The release adds a new package TCiphers implementing private-key cryptography (block and stream ciphers). The current release supports:
- Block Ciphers:
- Modes of operation
- Padding methods
- No padding
- Zero padding
- ANSI X.923
- ISO 10126
- ISO/IEC 7816-4
- Stream Ciphers
The main idea behind writing the package is user-friendly Pascal Crypto API, suitable both for writing production code and for learning cryptography. Here is an example (the full source code can be found in the CipherDemo project) demonstrating how to encrypt and decrypt a file using AES cipher and CBC mode of operation in TForge:
procedure CBCFileDemo(const FileName: string; const IV, Key: ByteArray); begin TCipher.AES.ExpandKey(Key, CBC_ENCRYPT, IV) .EncryptFile(FileName, FileName + '.aes'); TCipher.AES.ExpandKey(Key, CBC_DECRYPT, IV) .DecryptFile(FileName + '.aes', FileName + '.bak'); end;
The above example requires some explanation. For security reasons TForge don’t keep a copy of a plaintext key in a state of cipher instance if an algorithm supports key expansion (aka “key schedule”) procedure; instead it immediately expands a plaintext key passed as a parameter of ExpandKey method into a form internally used by the algorithm. A key expansion procedure may generally be affected by the encryption direction (encryption/decryption) and mode of operation, that is why TForge requires to set the encryption direction explicitly. If you expand key for decryption (ex using CBC_DECRYPT flag) and then call encryption method (ex EncryptFile), TForge raises exception.
The example is more suitable for crypto exercises.

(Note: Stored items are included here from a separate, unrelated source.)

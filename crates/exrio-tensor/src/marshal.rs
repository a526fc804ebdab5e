//! Image <-> tensor conversion.
//!
//! Layout conventions:
//!
//! - single layer: `(height, width, channels)`
//! - N layers: `(N, height, width, channels)`, layers in stored order
//! - channel axis in stored channel order, never re-sorted
//!
//! A `(1, height, width, channels)` tensor therefore comes back from
//! [`to_pixels`] as `(height, width, channels)`.
//!
//! Only container bookkeeping happens here. Sample values are copied
//! bit for bit; no gamma, scaling or clamping is applied.

use crate::options::PixelOptions;
use crate::tensor::Tensor;
use exrio_core::{
    Chromaticities, Colorspace, Error, Image, Layer, Result, Sample, SampleType,
    COLORSPACE_ATTRIBUTE,
};
use half::f16;
use ndarray::{ArrayD, Axis};
use rayon::prelude::*;

/// Channel names assigned by position.
const CHANNEL_NAMES: [&str; 4] = ["R", "G", "B", "A"];

/// Flattens an image into one dense tensor.
///
/// Every layer must share width, height and channel count, and all channels
/// must share one sample type.
///
/// # Errors
///
/// - [`Error::EmptyImage`] for an image without layers
/// - [`Error::ShapeMismatch`] if layers disagree on size or channel count
/// - [`Error::UnsupportedDtype`] if channels mix sample types
/// - [`Error::UnsupportedChannelCount`] for layers without channels
///
/// # Example
///
/// ```rust
/// use exrio_core::{Image, Layer};
/// use exrio_tensor::to_pixels;
///
/// let layer = Layer::new(None, 2, 1)
///     .with_channel("R", vec![1.0f32, 2.0])?
///     .with_channel("G", vec![3.0f32, 4.0])?;
/// let tensor = to_pixels(&Image::from_layer(layer))?;
/// assert_eq!(tensor.shape(), &[1, 2, 2]);
/// # Ok::<(), exrio_core::Error>(())
/// ```
pub fn to_pixels(image: &Image) -> Result<Tensor> {
    let layers = image.layers();
    let first = layers.first().ok_or(Error::EmptyImage)?;
    let (width, height, channels) = (first.width(), first.height(), first.channel_count());

    if channels == 0 {
        return Err(Error::unsupported_channel_count(0));
    }

    for layer in layers {
        if (layer.width(), layer.height(), layer.channel_count()) != (width, height, channels) {
            return Err(Error::shape_mismatch(
                format!("{width}x{height}x{channels}"),
                format!(
                    "{}x{}x{} (layer {})",
                    layer.width(),
                    layer.height(),
                    layer.channel_count(),
                    layer.name().unwrap_or("<unnamed>")
                ),
            ));
        }
    }

    let sample_type = common_sample_type(layers)?;
    let mut shape = vec![height as usize, width as usize, channels];
    if layers.len() > 1 {
        shape.insert(0, layers.len());
    }

    tracing::debug!(
        layers = layers.len(),
        ?shape,
        dtype = sample_type.name(),
        "flattening image to tensor"
    );

    Ok(match sample_type {
        SampleType::F16 => Tensor::F16(stack::<f16>(layers, shape)?),
        SampleType::F32 => Tensor::F32(stack::<f32>(layers, shape)?),
        SampleType::U32 => Tensor::U32(stack::<u32>(layers, shape)?),
    })
}

fn common_sample_type(layers: &[Layer]) -> Result<SampleType> {
    let mut common = None;
    for layer in layers {
        let ty = layer.sample_type().ok_or_else(|| {
            Error::unsupported_dtype(format!(
                "mixed sample types in layer {}",
                layer.name().unwrap_or("<unnamed>")
            ))
        })?;
        match common {
            None => common = Some(ty),
            Some(c) if c != ty => {
                return Err(Error::unsupported_dtype(format!(
                    "layers mix {c} and {ty}"
                )));
            }
            Some(_) => {}
        }
    }
    common.ok_or(Error::EmptyImage)
}

/// Interleaves each layer's planes into `(H, W, C)` order and stacks them.
fn stack<T: Sample>(layers: &[Layer], shape: Vec<usize>) -> Result<ArrayD<T>> {
    let slabs = layers
        .par_iter()
        .map(interleave::<T>)
        .collect::<Result<Vec<Vec<T>>>>()?;
    let data: Vec<T> = slabs.into_iter().flatten().collect();
    ArrayD::from_shape_vec(shape, data).map_err(|e| Error::other(e.to_string()))
}

fn interleave<T: Sample>(layer: &Layer) -> Result<Vec<T>> {
    let planes = layer
        .channels()
        .iter()
        .map(|ch| {
            T::samples(ch.pixels()).ok_or_else(|| Error::unsupported_dtype(ch.sample_type().name()))
        })
        .collect::<Result<Vec<&[T]>>>()?;

    let pixels = layer.width() as usize * layer.height() as usize;
    let mut data = Vec::with_capacity(pixels * planes.len());
    for i in 0..pixels {
        data.extend(planes.iter().map(|plane| plane[i]));
    }
    tracing::trace!(layer = layer.name(), samples = data.len(), "interleaved layer");
    Ok(data)
}

/// Builds an image from a `(H, W, C)` or `(N, H, W, C)` tensor.
///
/// Produces one layer per leading slice, with channels named `R`, `G`, `B`,
/// `A` by position. `uint8` input is promoted to `uint32` first. Every layer
/// gets the chromaticities of `options.colorspace`; tags other than sRGB
/// are also stamped as [`COLORSPACE_ATTRIBUTE`] on the image.
///
/// # Errors
///
/// - [`Error::UnsupportedDtype`] for dtypes other than float16, float32,
///   uint32 and uint8
/// - [`Error::ShapeMismatch`] for ranks other than 3 and 4
/// - [`Error::UnsupportedChannelCount`] for `C` outside {1, 3, 4}
/// - [`Error::ArityMismatch`] if `layer_names` does not have `N` entries
///
/// # Example
///
/// ```rust
/// use exrio_tensor::{from_pixels, to_pixels, PixelOptions, Tensor};
/// use ndarray::Array4;
///
/// let tensor = Tensor::from(Array4::<f32>::zeros((2, 8, 8, 1)));
/// let opts = PixelOptions::new().with_layer_names(["mask", "depth"]);
/// let image = from_pixels(tensor.clone(), &opts)?;
///
/// assert_eq!(image.layers()[1].name(), Some("depth"));
/// assert_eq!(to_pixels(&image)?, tensor);
/// # Ok::<(), exrio_core::Error>(())
/// ```
pub fn from_pixels(tensor: impl Into<Tensor>, options: &PixelOptions) -> Result<Image> {
    let tensor = match tensor.into() {
        Tensor::U8(arr) => {
            tracing::debug!("promoting uint8 tensor to uint32");
            Tensor::U32(arr.mapv(u32::from))
        }
        other => other,
    };

    let chromaticities = options.colorspace.chromaticities();
    let layers = match &tensor {
        Tensor::F16(arr) => split::<f16>(arr, options, chromaticities)?,
        Tensor::F32(arr) => split::<f32>(arr, options, chromaticities)?,
        Tensor::U32(arr) => split::<u32>(arr, options, chromaticities)?,
        Tensor::U8(_) | Tensor::U16(_) | Tensor::I32(_) | Tensor::F64(_) => {
            return Err(Error::unsupported_dtype(tensor.dtype().name()));
        }
    };

    let mut image = Image::from_layers(layers);
    if options.colorspace.requires_flag() {
        image
            .attributes_mut()
            .insert(COLORSPACE_ATTRIBUTE.to_string(), options.colorspace.name().to_string());
    }

    tracing::debug!(
        layers = image.layer_count(),
        colorspace = options.colorspace.name(),
        linear = options.colorspace.is_linear(),
        "built image from tensor"
    );
    Ok(image)
}

/// [`from_pixels`] with default options (sRGB, unnamed layers).
pub fn from_pixels_default(tensor: impl Into<Tensor>) -> Result<Image> {
    from_pixels(tensor, &PixelOptions::default())
}

/// [`from_pixels`] tagging the result with `colorspace`.
pub fn from_pixels_in(tensor: impl Into<Tensor>, colorspace: Colorspace) -> Result<Image> {
    from_pixels(tensor, &PixelOptions::new().with_colorspace(colorspace))
}

fn split<T: Sample>(
    array: &ArrayD<T>,
    options: &PixelOptions,
    chromaticities: Option<Chromaticities>,
) -> Result<Vec<Layer>> {
    let view = match array.ndim() {
        3 => array.view().insert_axis(Axis(0)),
        4 => array.view(),
        _ => {
            return Err(Error::shape_mismatch(
                "(H, W, C) or (N, H, W, C)",
                format!("{:?}", array.shape()),
            ));
        }
    };

    let &[count, height, width, channels] = view.shape() else {
        return Err(Error::shape_mismatch("(N, H, W, C)", format!("{:?}", view.shape())));
    };

    if !matches!(channels, 1 | 3 | 4) {
        return Err(Error::unsupported_channel_count(channels));
    }

    let names = match &options.layer_names {
        Some(names) if names.len() != count => {
            return Err(Error::arity_mismatch(count, names.len()));
        }
        Some(names) => Some(names.as_slice()),
        None => None,
    };

    let to_u32 = |v: usize| {
        u32::try_from(v).map_err(|_| Error::shape_mismatch("dimension within u32", v.to_string()))
    };
    let (width, height) = (to_u32(width)?, to_u32(height)?);

    (0..count)
        .into_par_iter()
        .map(|n| {
            let slice = view.index_axis(Axis(0), n);
            let name = names.map(|names| names[n].as_str());
            let mut layer = Layer::new(name, width, height);
            for (c, channel_name) in CHANNEL_NAMES.iter().take(channels).enumerate() {
                let plane: Vec<T> = slice.index_axis(Axis(2), c).iter().copied().collect();
                layer = layer.with_channel(*channel_name, T::into_buffer(plane))?;
            }
            if let Some(chromaticities) = chromaticities {
                layer = layer.with_chromaticities(chromaticities);
            }
            Ok(layer)
        })
        .collect()
}
//! # exrio-tensor
//!
//! Converts between layered [`Image`](exrio_core::Image)s and dense pixel
//! tensors backed by [`ndarray`].
//!
//! - [`to_pixels`] - image -> `(H, W, C)` or `(N, H, W, C)` tensor
//! - [`from_pixels`] - tensor -> image, with [`PixelOptions`] for colorspace
//!   tagging and layer names
//!
//! For every tensor `T` of shape `(H, W, C)` or `(N, H, W, C)` with
//! `C` in {1, 3, 4} and dtype float16, float32 or uint32:
//!
//! ```text
//! to_pixels(from_pixels(T)) == T
//! ```
//!
//! # Example
//!
//! ```rust
//! use exrio_core::Colorspace;
//! use exrio_tensor::{from_pixels_in, to_pixels};
//! use ndarray::Array3;
//!
//! let pixels = Array3::<f32>::from_elem((64, 64, 3), 0.18);
//! let image = from_pixels_in(pixels.clone(), Colorspace::AcesCg)?;
//! assert_eq!(image.colorspace(), Colorspace::AcesCg);
//! assert_eq!(to_pixels(&image)?.as_f32(), Some(&pixels.into_dyn()));
//! # Ok::<(), exrio_core::Error>(())
//! ```
//!
//! # Parallelism
//!
//! Layers are split and stacked on the rayon pool. Output order always
//! equals stored order.

#![warn(missing_docs)]
#![warn(rustdoc::missing_crate_level_docs)]

mod marshal;
mod options;
mod tensor;

pub use marshal::{from_pixels, from_pixels_default, from_pixels_in, to_pixels};
pub use options::PixelOptions;
pub use tensor::{Dtype, Tensor};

Production code usually follows the next template:
- create a cipher instance
- use the cipher instance for encryption or decryption
- erase the key data from the instance
which can be implemented as follows:
var Cipher: TCipher; begin Cipher:= TCipher.AES.ExpandKey(Key, CBC_ENCRYPT, IV); try Cipher.EncryptFile(FileName, FileName + '.aes'); finally Cipher.Burn; // Cipher.Free; end;
The instances of the TCipher type support Free method but there is no need to call Free explicitly because an instance is freed automatically when it goes out of scope.

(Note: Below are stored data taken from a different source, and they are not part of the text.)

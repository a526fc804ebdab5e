//! Channel order normalization.
//!
//! EXR stores channels sorted by name, so `[R, G, B]` comes back as
//! `[B, G, R]`. Decode uses the order recorded at encode time when it is
//! consistent with the stored channels; otherwise it puts `R, G, B, A` first
//! and keeps the rest in storage order.

const RGBA: [&str; 4] = ["R", "G", "B", "A"];

/// Returns indices into `stored` in the order the caller should see.
///
/// The result is always a permutation of `0..stored.len()`.
pub(crate) fn restore<S: AsRef<str>>(stored: &[S], record: Option<&[String]>) -> Vec<usize> {
    if let Some(record) = record {
        if let Some(order) = from_record(stored, record) {
            return order;
        }
        tracing::warn!(
            recorded = ?record,
            stored = ?stored.iter().map(AsRef::as_ref).collect::<Vec<_>>(),
            "channel order record does not match stored channels, using RGBA-first order"
        );
    }
    rgba_first(stored)
}

fn from_record<S: AsRef<str>>(stored: &[S], record: &[String]) -> Option<Vec<usize>> {
    if record.len() != stored.len() {
        return None;
    }
    let mut used = vec![false; stored.len()];
    let mut order = Vec::with_capacity(stored.len());
    for name in record {
        let index = stored.iter().position(|s| s.as_ref() == name)?;
        if std::mem::replace(&mut used[index], true) {
            return None;
        }
        order.push(index);
    }
    Some(order)
}

fn rgba_first<S: AsRef<str>>(stored: &[S]) -> Vec<usize> {
    let position = |name: &str| stored.iter().position(|s| s.as_ref() == name);
    let mut order: Vec<usize> = RGBA.iter().filter_map(|name| position(*name)).collect();
    order.extend((0..stored.len()).filter(|i| !RGBA.contains(&stored[*i].as_ref())));
    order
}

#[cfg(test)]
mod tests {
    use super::*;

    fn names(stored: &[&str], order: &[usize]) -> Vec<String> {
        order.iter().map(|&i| stored[i].to_string()).collect()
    }

    #[test]
    fn test_record_wins() {
        let stored = ["B", "G", "R"];
        let record = vec!["R".to_string(), "G".into(), "B".into()];
        assert_eq!(restore(&stored, Some(record.as_slice())), vec![2, 1, 0]);

        let record = vec!["G".to_string(), "R".into(), "B".into()];
        assert_eq!(names(&stored, &restore(&stored, Some(record.as_slice()))), ["G", "R", "B"]);
    }

    #[test]
    fn test_rgba_fallback() {
        let stored = ["A", "B", "G", "R", "Z", "id"];
        assert_eq!(
            names(&stored, &restore(&stored, None)),
            ["R", "G", "B", "A", "Z", "id"]
        );

        let stored = ["diffuse.B", "diffuse.R", "depth"];
        assert_eq!(restore(&stored, None), vec![0, 1, 2]);
    }

    #[test]
    fn test_bad_record_falls_back() {
        let stored = ["B", "G", "R"];
        let short = vec!["R".to_string()];
        assert_eq!(restore(&stored, Some(short.as_slice())), vec![2, 1, 0]);

        let dup = vec!["R".to_string(), "R".into(), "B".into()];
        assert_eq!(restore(&stored, Some(dup.as_slice())), vec![2, 1, 0]);

        let unknown = vec!["X".to_string(), "G".into(), "B".into()];
        assert_eq!(restore(&stored, Some(unknown.as_slice())), vec![2, 1, 0]);
    }
}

If the padding method is not set explicitly TForge applies “default” padding method which depends on the mode of operation used. Ex for the CBC mode of operation the default padding method is “PKCS”, for the CTR mode of operation the default padding method is “no padding”; if you need say CTR with PKCS padding declare the padding method explicitly:
Cipher:= TCipher.AES.ExpandKey(Key, CTR_ENCRYPT or PADDING_PKCS, IV);
TCipher type includes several helper methods to keep simple tasks simple; for example to encrypt/decrypt a single 64-bit block by DES cipher with a given key
procedure BlockDemo(const Block, Key: ByteArray); var CipherText, PlainText: ByteArray; begin CipherText:= TCipher.DES.EncryptBlock(Block, Key); PlainText:= TCipher.DES.DecryptBlock(CipherText, Key); Assert(PlainText = Block); end;
the methods EncryptBlock and DecryptBlock keep the key expansion details under the hood.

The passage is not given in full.